[R] Integrating a function
David Winsemius
dwinsemius at comcast.net
Wed Nov 7 03:21:44 CET 2007
Does this do any better, or perhaps offer other ideas? I could not
understand what the "Hct" and step()'s were doing from the description
of your desired result, so they were omitted from geq(). I also could
not understand why you were rounding off the integrals or why there wee
two integral terms. I think the problem may be (in part) that
integrate() returns a list unless you specify the value column.

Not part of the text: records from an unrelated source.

//! Append-only audit journal.
//!
//! Every policy outcome is written twice per calendar day: a pretty-printed
//! human log and a strict NDJSON machine log, with each entry mirrored to
//! stderr. Journal failures are logged and swallowed; audit trouble never
//! fails a caller.

use chrono::{DateTime, NaiveDate, Utc};
use parking_lot::Mutex;
use serde::{Deserialize, Serialize};
use serde_json::Value;
use std::fs::{File, OpenOptions};
use std::io::Write;
use std::path::PathBuf;
use tracing::warn;

/// Metadata string fields longer than this are cut.
const MAX_METADATA_STRING: usize = 512;

#[derive(Debug, Clone, Copy, PartialEq, Eq, Serialize, Deserialize)]
#[serde(rename_all = "lowercase")]
pub enum AuditLevel {
    Info,
    Warning,
    Error,
}

#[derive(Debug, Clone, Serialize, Deserialize)]
#[serde(rename_all = "camelCase")]
pub struct AuditEntry {
    pub timestamp: DateTime<Utc>,
    pub level: AuditLevel,
    pub category: String,
    pub message: String,
    pub metadata: Value,
}

struct DayFiles {
    date: NaiveDate,
    pretty: File,
    ndjson: File,
}

pub struct AuditJournal {
    logs_dir: PathBuf,
    files: Mutex<Option<DayFiles>>,
}

impl AuditJournal {
    pub fn new(logs_dir: PathBuf) -> Self {
        Self {
            logs_dir,
            files: Mutex::new(None),
        }
    }

    /// Append one entry to both journals and mirror it to stderr.
    pub fn log(&self, level: AuditLevel, category: &str, message: &str, metadata: Value) {
        let entry = AuditEntry {
            timestamp: Utc::now(),
            level,
            category: category.to_string(),
            message: message.to_string(),
            metadata: sanitize_metadata(metadata),
        };

        // Mirror to stderr through tracing regardless of journal health.
        match level {
            AuditLevel::Info => tracing::info!(
                target: "audit",
                category = %entry.category,
                message = %entry.message,
                metadata = %entry.metadata,
            ),
            AuditLevel::Warning => tracing::warn!(
                target: "audit",
                category = %entry.category,
                message = %entry.message,
                metadata = %entry.metadata,
            ),
            AuditLevel::Error => tracing::error!(
                target: "audit",
                category = %entry.category,
                message = %entry.message,
                metadata = %entry.metadata,
            ),
        }

        if let Err(e) = self.write_entry(&entry) {
            warn!("audit journal write failed: {e}");
        }
    }

    fn write_entry(&self, entry: &AuditEntry) -> anyhow::Result<()> {
        let mut guard = self.files.lock();
        let today = Utc::now().date_naive();

        let reopen = match guard.as_ref() {
            Some(files) => files.date != today,
            None => true,
        };
        if reopen {
            std::fs::create_dir_all(&self.logs_dir)?;
            let stamp = today.format("%Y-%m-%d");
            let pretty = OpenOptions::new()
                .create(true)
                .append(true)
                .open(self.logs_dir.join(format!("audit-{stamp}.log")))?;
            let ndjson = OpenOptions::new()
                .create(true)
                .append(true)
                .open(self.logs_dir.join(format!("audit-{stamp}.ndjson")))?;
            *guard = Some(DayFiles {
                date: today,
                pretty,
                ndjson,
            });
        }

        if let Some(files) = guard.as_mut() {
            writeln!(files.pretty, "{}\n", serde_json::to_string_pretty(entry)?)?;
            writeln!(files.ndjson, "{}", serde_json::to_string(entry)?)?;
        }
        Ok(())
    }

    /// Flush and drop the open handles; called on shutdown.
    pub fn close(&self) {
        let mut guard = self.files.lock();
        if let Some(files) = guard.as_mut() {
            let _ = files.pretty.flush();
            let _ = files.ndjson.flush();
        }
        *guard = None;
    }
}

/// Clamp metadata so a hostile command line cannot amplify the journal:
/// long strings are truncated and nested structures collapse to a
/// placeholder.
fn sanitize_metadata(metadata: Value) -> Value {
    match metadata {
        Value::Object(map) => {
            let sanitized = map
                .into_iter()
                .map(|(k, v)| {
                    let v = match v {
                        Value::String(s) if s.chars().count() > MAX_METADATA_STRING => {
                            let cut: String = s.chars().take(MAX_METADATA_STRING).collect();
                            Value::String(format!("{cut}…[truncated]"))
                        }
                        Value::Object(_) | Value::Array(_) => Value::String("[object]".to_string()),
                        other => other,
                    };
                    (k, v)
                })
                .collect();
            Value::Object(sanitized)
        }
        Value::Null => Value::Object(serde_json::Map::new()),
        other => {
            let mut map = serde_json::Map::new();
            map.insert("value".to_string(), other);
            Value::Object(map)
        }
    }
}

When I
tested your function or my earliest efforts at fixing it I continued to
get a single value despite passing it a sequence or a matrix.

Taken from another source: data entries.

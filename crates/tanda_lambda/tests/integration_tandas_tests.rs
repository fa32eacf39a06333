mod support;

use chrono::Duration;
use serde_json::json;
use support::{error_code, ApiEvent, TestApp};

#[test]
fn creates_and_reads_a_tanda() {
    let app = TestApp::new();
    let (user_id, token) = app.register_admin("ana@example.com");

    let (status, body) = app.send(ApiEvent::new("POST /tandas").bearer(&token).body(json!({
        "nombre": "Oficina",
        "montoPorRonda": "1500",
        "totalRondas": 10,
        "frecuencia": "semanal",
        "fechaInicio": "2025-02-03",
    })));
    assert_eq!(status, 201);
    let data = &body["data"];
    let tanda_id = data["tandaId"].as_str().expect("tanda id").to_string();
    assert_eq!(data["montoPorRonda"], json!(1500));
    assert_eq!(data["rondaActual"], json!(1));
    assert_eq!(data["adminId"], json!(user_id));
    assert_eq!(data["fechaInicio"], json!("2025-02-03"));
    assert_eq!(
        data["urlPublica"],
        json!(format!("http://localhost:3000?tanda={tanda_id}"))
    );

    let users = app.store.items(&app.config.tables.usuarios);
    assert_eq!(users[0]["tandas"], json!([tanda_id]));

    let (status, body) = app.send(ApiEvent::new("GET /tandas/{tandaId}").path("tandaId", &tanda_id));
    assert_eq!(status, 200);
    assert_eq!(body["data"]["nombre"], json!("Oficina"));
    assert_eq!(body["data"]["participantes"], json!([]));
}

#[test]
fn create_requires_name_amount_and_rounds() {
    let app = TestApp::new();
    let (_, token) = app.register_admin("ana@example.com");

    let (status, body) = app.send(
        ApiEvent::new("POST /tandas")
            .bearer(&token)
            .body(json!({"nombre": "Oficina", "montoPorRonda": 0, "totalRondas": 10})),
    );
    assert_eq!(status, 400);
    assert_eq!(error_code(&body), "MISSING_REQUIRED_FIELDS");
}

#[test]
fn ownership_is_enforced_on_updates() {
    let app = TestApp::new();
    let (_, owner) = app.register_admin("ana@example.com");
    let (_, intruder) = app.register_admin("beto@example.com");
    let tanda_id = app.normal_tanda(&owner, 10);

    let (status, body) = app.send(
        ApiEvent::new("PUT /tandas/{tandaId}")
            .path("tandaId", &tanda_id)
            .bearer(&intruder)
            .body(json!({"nombre": "Mía"})),
    );
    assert_eq!(status, 403);
    assert_eq!(error_code(&body), "FORBIDDEN");

    let (status, body) = app.send(
        ApiEvent::new("PUT /tandas/{tandaId}")
            .path("tandaId", "tanda_missing")
            .bearer(&owner)
            .body(json!({"nombre": "Mía"})),
    );
    assert_eq!(status, 404);
    assert_eq!(error_code(&body), "TANDA_NOT_FOUND");

    let (status, body) = app.send(
        ApiEvent::new("PUT /tandas/{tandaId}")
            .path("tandaId", &tanda_id)
            .bearer(&owner)
            .body(json!({"rondaActual": "tres"})),
    );
    assert_eq!(status, 400);
    assert_eq!(error_code(&body), "INVALID_FIELD");

    let (status, _) = app.send(
        ApiEvent::new("PUT /tandas/{tandaId}")
            .path("tandaId", &tanda_id)
            .bearer(&owner)
            .body(json!({"rondaActual": 3, "nombre": "Oficina 2025"})),
    );
    assert_eq!(status, 200);
    let stored = app.store.items(&app.config.tables.tandas);
    assert_eq!(stored[0]["rondaActual"], json!(3));
    assert_eq!(stored[0]["nombre"], json!("Oficina 2025"));
}

#[test]
fn list_summarizes_owned_tandas_with_sorted_participants() {
    let app = TestApp::new();
    let (_, token) = app.register_admin("ana@example.com");
    let (_, other) = app.register_admin("beto@example.com");
    let tanda_id = app.normal_tanda(&token, 10);
    app.normal_tanda(&other, 5);
    for (nombre, slot) in [("Carla", 3), ("Luis", 1)] {
        app.add_participant(
            &token,
            &tanda_id,
            json!({"nombre": nombre, "telefono": "5512345678", "numeroAsignado": slot}),
        );
    }

    let (status, body) = app.send(ApiEvent::new("GET /tandas").bearer(&token));
    assert_eq!(status, 200);
    let tandas = body["data"]["tandas"].as_array().expect("tandas");
    assert_eq!(tandas.len(), 1);
    let names: Vec<&str> = tandas[0]["participantes"]
        .as_array()
        .expect("participants")
        .iter()
        .filter_map(|participant| participant["nombre"].as_str())
        .collect();
    assert_eq!(names, vec!["Luis", "Carla"]);
}

#[test]
fn delete_cascades_and_detaches_from_owner() {
    let app = TestApp::new();
    let (_, token) = app.register_admin("ana@example.com");
    let tanda_id = app.normal_tanda(&token, 10);
    let participant_id = app.add_participant(
        &token,
        &tanda_id,
        json!({"nombre": "Luis", "telefono": "5512345678", "numeroAsignado": 1}),
    );
    app.send(
        ApiEvent::new("POST /tandas/{tandaId}/pagos")
            .path("tandaId", &tanda_id)
            .bearer(&token)
            .body(json!({"participanteId": participant_id, "ronda": 1, "pagado": true})),
    );

    let (status, body) = app.send(
        ApiEvent::new("DELETE /tandas/{tandaId}")
            .path("tandaId", &tanda_id)
            .bearer(&token),
    );
    assert_eq!(status, 200);
    assert_eq!(
        body["data"]["estadisticas"],
        json!({"participantes": 1, "pagos": 1, "notificaciones": 0, "tanda": true, "usuario": true})
    );
    assert!(app.store.items(&app.config.tables.tandas).is_empty());
    let users = app.store.items(&app.config.tables.usuarios);
    assert_eq!(users[0]["tandas"], json!([]));
}

#[test]
fn registration_links_expire() {
    let mut app = TestApp::new();
    let (_, token) = app.register_admin("ana@example.com");
    let tanda_id = app.normal_tanda(&token, 10);

    let (status, body) = app.send(
        ApiEvent::new("POST /tandas/{tandaId}/registro-link")
            .path("tandaId", &tanda_id)
            .bearer(&token)
            .body(json!({"duracionHoras": 6})),
    );
    assert_eq!(status, 400);
    assert_eq!(error_code(&body), "INVALID_DURATION");

    let (status, body) = app.send(
        ApiEvent::new("POST /tandas/{tandaId}/registro-link")
            .path("tandaId", &tanda_id)
            .bearer(&token)
            .body(json!({"duracionHoras": 12})),
    );
    assert_eq!(status, 200);
    let link_token = body["data"]["token"].as_str().expect("token").to_string();
    assert_eq!(body["data"]["expiracion"], json!("2025-01-24T22:00:00.000000"));

    let (status, body) = app.send(
        ApiEvent::new("GET /tandas/{tandaId}/registro-link/activo")
            .path("tandaId", &tanda_id)
            .bearer(&token),
    );
    assert_eq!(status, 200);
    assert_eq!(body["data"]["token"], json!(link_token));

    let (status, body) = app.send(ApiEvent::new("GET /registro/{token}").path("token", &link_token));
    assert_eq!(status, 200);
    assert_eq!(body["data"]["nombre"], json!("Oficina"));
    assert_eq!(body["data"]["frecuencia"], json!("semanal"));

    app.now += Duration::hours(12);
    let (status, body) = app.send(ApiEvent::new("GET /registro/{token}").path("token", &link_token));
    assert_eq!(status, 403);
    assert_eq!(error_code(&body), "LINK_EXPIRED");
    let (status, body) = app.send(
        ApiEvent::new("GET /tandas/{tandaId}/registro-link/activo")
            .path("tandaId", &tanda_id)
            .bearer(&token),
    );
    assert_eq!(status, 404);
    assert_eq!(error_code(&body), "LINK_NOT_FOUND");

    let (status, body) = app.send(ApiEvent::new("GET /registro/{token}").path("token", "desconocido"));
    assert_eq!(status, 404);
    assert_eq!(error_code(&body), "LINK_NOT_FOUND");
}

#[test]
fn updates_keep_the_tanda_readable() {
    let app = TestApp::new();
    let (_, token) = app.register_admin("ana@example.com");
    let tanda_id = app.normal_tanda(&token, 10);
    let put = |body| {
        app.send(
            ApiEvent::new("PUT /tandas/{tandaId}")
                .path("tandaId", &tanda_id)
                .bearer(&token)
                .body(body),
        )
    };

    for body in [
        json!({"nombre": null}),
        json!({"nombre": ""}),
        json!({"fechaInicio": ["2025-01-06"]}),
        json!({"configuracion": "semanal"}),
        json!({"configuracion": {"metodoPago": 3}, "nombre": null}),
    ] {
        let (status, response) = put(body.clone());
        assert_eq!(status, 400, "{body}");
        assert_eq!(error_code(&response), "INVALID_FIELD");
    }

    let (status, _) = put(json!({
        "nombre": 2025,
        "fechaInicio": 20250106,
        "configuracion": {"recordatoriosDias": 2},
    }));
    assert_eq!(status, 200);

    let (status, body) = app.send(ApiEvent::new("GET /tandas/{tandaId}").path("tandaId", &tanda_id));
    assert_eq!(status, 200);
    assert_eq!(body["data"]["nombre"], json!("2025"));
    assert_eq!(body["data"]["fechaInicio"], json!("20250106"));
    assert_eq!(body["data"]["configuracion"]["recordatoriosDias"], json!(2));

    let (status, body) = app.send(ApiEvent::new("GET /tandas").bearer(&token));
    assert_eq!(status, 200);
    assert_eq!(body["data"]["tandas"][0]["nombre"], json!("2025"));
}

surviv<-function(x){k=.001;alpha=0.3;tau=70;
exp(-k*x)/(1+exp(alpha*(x-tau)))}
geq<-function(n){ integrate(surviv, 0,n)$value }
Nmax=250
gxt<-matrix(nrow=Nmax)
gxt<-as.matrix(1:250)
# there may be better methods o making this matrix
geq.results<-geq.results<-apply(gxt,1,geq)
geq.results
plot(gxt, geq.results)
I suspect that I have not understood what you wanted from geq(.) since
the plot looks rather "boring". I am guessing that Hct0 is a hematocrit
value. And geq basically returns a value very close to its input up
until tau and then stays at approximately tau for the rest of time.
--
David Winsemius, MD
Robert Kalicki wrote:
> Hello everybody!
>
> I have problems with integrating my function.
>
> My primary function is a “survival function” of the following type:
>
> surviv <- exp(-k*x)/(1+exp(alpha*(x-tau)))
>
> I would like to integrate this function over a defined range and obtain a
> vector with all the values from integrate(surviv, 0, x) for x <- 1:N.
>
> I unfortunately obtain just a scalar value corresponding to the last
> integrated x.
>
> How do I have to proceed if I want to obtain a vector with all the results?
>
> I have tried to solve this problem by adding a “while loop”. It works but
> the expression becomes to complex if I want to perform further optimization.
>
> Have any one a solution for this problem?
>
> Thanks a lot in advance.
>
>
>
> Example
>
> # General equation
>
> beta1 <- 0.001
> beta2 <- 0
> Hct0 <- 0.27
> tau <- 70
> k <- 0.001
> alpha <- 0.3
> T2 <-40
>
> step <- function(x){
> if(x>=0) step <- 1
> else step <- 0
>
> }
> Nmax <- 250
> n <- 1
> while(n<Nmax){
> surviv <- function(n){
> surviv <- exp(-k*n)/(1+exp(alpha*(n-tau)))
> }
> geq <- function(n){
> geq <-
> Hct0+beta1*as.integer(integrate(surviv,0,n)[1])+step(n-T2)*(beta2-beta1)*as.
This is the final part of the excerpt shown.